The word “blockchain” has become a bit of a buzzword lately, as blockchains are understood as being the foundational underpinnings of digital forms of currency like bitcoin. A blockchain is most simply understood as being a database that is communicated across a network of various computers. Blockchain has often been described as being a sort of “digital ledger”- a large organized, database or information. Blockchains are made up of digital information (blocks) that are stored within a larger public database (chain). Blocks on the blockchain are made up of digital pieces of information. The type of information that is stored within these blocks is: information about transactions (date, time, amount), information about who is engaging in these transactions, and other forms of information that help differentiate the blocks on the chain from one another.

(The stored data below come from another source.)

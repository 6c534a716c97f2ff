use crate::Float;

/// Compute the Euclidean distance between two colors.
///
/// For `[L, u, v]` coordinates, this is the CIE 1976 color difference.
#[inline]
pub fn color_distance(color1: &[Float; 3], color2: &[Float; 3]) -> Float {
    let [l1, u1, v1] = *color1;
    let [l2, u2, v2] = *color2;
    let (dl, du, dv) = (l1 - l2, u1 - u2, v1 - v2);
    dl.mul_add(dl, du.mul_add(du, dv * dv)).sqrt()
}

/// Find the position of the color closest to the origin color.
///
/// Ties resolve to the earliest candidate. An empty candidate list yields
/// `None`.
pub(crate) fn find_closest<'c, C>(origin: &[Float; 3], candidates: C) -> Option<usize>
where
    C: IntoIterator<Item = &'c [Float; 3]>,
{
    let mut min_distance = Float::INFINITY;
    let mut min_index = None;

    for (index, candidate) in candidates.into_iter().enumerate() {
        let distance = color_distance(origin, candidate);
        if distance < min_distance {
            min_distance = distance;
            min_index = Some(index);
        }
    }

    min_index
}
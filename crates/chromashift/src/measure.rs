//! Measures for evaluating a recoloring.
//!
//! A good recoloring keeps [`distance_summary`] between original and
//! recolored pixels small while pushing [`differentiation_summary`] across the
//! recolored palette up.

use rayon::prelude::*;

use crate::core::{color_distance, pixel_to_luv_gama, Accumulator};
use crate::error::LengthMismatchError;
use crate::{ConfusionModel, Float};

/// Summary statistics over a sample.
#[derive(Clone, Copy, Debug, Default, PartialEq)]
pub struct Summary {
    /// The number of values.
    pub count: usize,
    /// The arithmetic mean.
    pub mean: Float,
    /// The median, i.e., the middle value or the mean of the two middle values.
    pub median: Float,
    /// The population standard deviation.
    pub deviation: Float,
}

impl Summary {
    /// Summarize the values. An empty sample summarizes as all zeros.
    pub fn of(mut values: Vec<Float>) -> Self {
        if values.is_empty() {
            return Self::default();
        }

        let sum: Accumulator = values.iter().copied().collect();
        let (count, mean) = (sum.count(), sum.mean());
        let variance = values
            .iter()
            .map(|v| (v - mean) * (v - mean))
            .collect::<Accumulator>()
            .mean();

        values.sort_by(|a, b| a.total_cmp(b));
        let median = if count % 2 == 1 {
            values[count / 2]
        } else {
            (values[count / 2 - 1] + values[count / 2]) / 2.0
        };

        Self {
            count,
            mean,
            median,
            deviation: variance.sqrt(),
        }
    }
}

/// Summarize the `[L, u, v]` distances between corresponding pixels.
///
/// # Errors
///
/// This function fails if the two images have different numbers of pixels.
pub fn distance_summary(
    original: &[[u8; 3]],
    recolored: &[[u8; 3]],
) -> Result<Summary, LengthMismatchError> {
    if original.len() != recolored.len() {
        return Err(LengthMismatchError {
            expected: original.len(),
            actual: recolored.len(),
        });
    }

    let distances = original
        .par_iter()
        .zip(recolored.par_iter())
        .map(|(p1, p2)| color_distance(&pixel_to_luv_gama(p1), &pixel_to_luv_gama(p2)))
        .collect();

    Ok(Summary::of(distances))
}

/// Summarize the differentiation scores between all pairs of colors.
pub fn differentiation_summary(colors: &[[Float; 3]], model: &ConfusionModel) -> Summary {
    let n = colors.len();
    let scores = (0..n)
        .into_par_iter()
        .flat_map_iter(|i| (i + 1..n).map(move |j| model.differentiation(&colors[i], &colors[j])))
        .collect();

    Summary::of(scores)
}

#[cfg(test)]
mod test {
    use super::*;
    use crate::{assert_close_enough, Ellipse, LuminanceBand};

    #[test]
    fn test_summary() {
        let summary = Summary::of(vec![4.0, 1.0, 3.0, 2.0]);
        assert_eq!(summary.count, 4);
        assert_close_enough!(summary.mean, 2.5);
        assert_close_enough!(summary.median, 2.5);
        assert_close_enough!(summary.deviation, (1.25 as Float).sqrt());

        let summary = Summary::of(vec![7.0, 1.0, 4.0]);
        assert_close_enough!(summary.median, 4.0);
        assert_eq!(Summary::of(Vec::new()), Summary::default());
    }

    #[test]
    fn test_distance_summary() -> Result<(), LengthMismatchError> {
        let pixels = [[10, 20, 30], [200, 100, 0]];
        let same = distance_summary(&pixels, &pixels)?;
        assert_eq!(same.count, 2);
        assert_eq!(same.mean, 0.0);
        assert_eq!(same.deviation, 0.0);

        let other = distance_summary(&pixels, &[[10, 20, 30], [0, 0, 0]])?;
        let expected = color_distance(&pixel_to_luv_gama(&[200, 100, 0]), &[0.0, 0.0, 0.0]);
        assert_close_enough!(other.mean, expected / 2.0);
        assert_close_enough!(other.median, expected / 2.0);

        assert_eq!(
            distance_summary(&pixels, &[[0, 0, 0]]),
            Err(LengthMismatchError {
                expected: 2,
                actual: 1
            })
        );
        Ok(())
    }

    #[test]
    fn test_differentiation_summary() {
        let model = ConfusionModel::new(
            Ellipse::new([0.0, 0.0], 10.0, 5.0, 0.0),
            [0.0, 0.0],
            LuminanceBand::new(60.0, 40.0),
        )
        .expect("geometry is valid");

        let colors = [[50.0, 0.0, 0.0], [50.0, 3.0, 0.0], [50.0, 12.0, 0.0]];
        let summary = differentiation_summary(&colors, &model);

        // Scores are 0.6, 2.4, and 1.8.
        assert_eq!(summary.count, 3);
        assert_close_enough!(summary.mean, 1.6);
        assert_close_enough!(summary.median, 1.8);
    }
}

The blockchain is an effective and simple way of passing information from point A to point B in a fully automated, controlled, and safe manner. Currently, one of the main issues with the implementation of blockchains is the overall adoption and application of user experience principles. Since blockchain is still figuring out how best to be implemented, it hasn’t quite mastered the art of having a smooth and effective user experience. Some of this is just trial and error and figuring out how exactly users want to interact with these blockchains. In the meantime, here are three easy ways in which UX research and design principles can be applied to blockchains to help smooth things over in the meantime.
1. Remove Jargon
It seems to be that the biggest issue plaguing the usability of blockchains is the use of industry jargon and unreadable address names. The first step to ensuring that blockchains are accessible to the mainstream is through making sure to remove all the jargon, long addresses, and other forms of communication that make it harder for users to understand, and costs the users time. In order to create something that is accessible by the mainstream, it has to be able to be understood by the mainstream.
2. Establish Digital Trust
As previously mentioned, the application of technology and the internet to monetary tasks is a relatively new one, so it is essential to have users feel safe and protected when engaging in these transactions. One of the most important UX design principles that must be applied to the development of blockchains is the ability to create trust through digital design. Establishing digital trust helps users to feel secure and confident in their decisions to engage with blockchains and other forms of technology regarding financial matters.
3. Implement Design Thinking
A particularly helpful UX research and design principle that can be implemented to help blockchains is the process of design thinking.
Design thinking is particularly helpful because it relies on logic, strategy, and systemic reasoning in order to help achieve the best possible design solution for the problem at hand- it focuses on identifying the problem first before thinking of the solution.
These are just some of the ways in which UX principles can be applied to blockchains in order to help bring this new technology to a wide variety of users.While blockchain is not a new concept, it is still in its exploration stage in terms of how exactly it will be designed and applied. Currently a popular buzzword, we look forward to seeing the full impact blockchains can make on the future of our financial and business endeavors.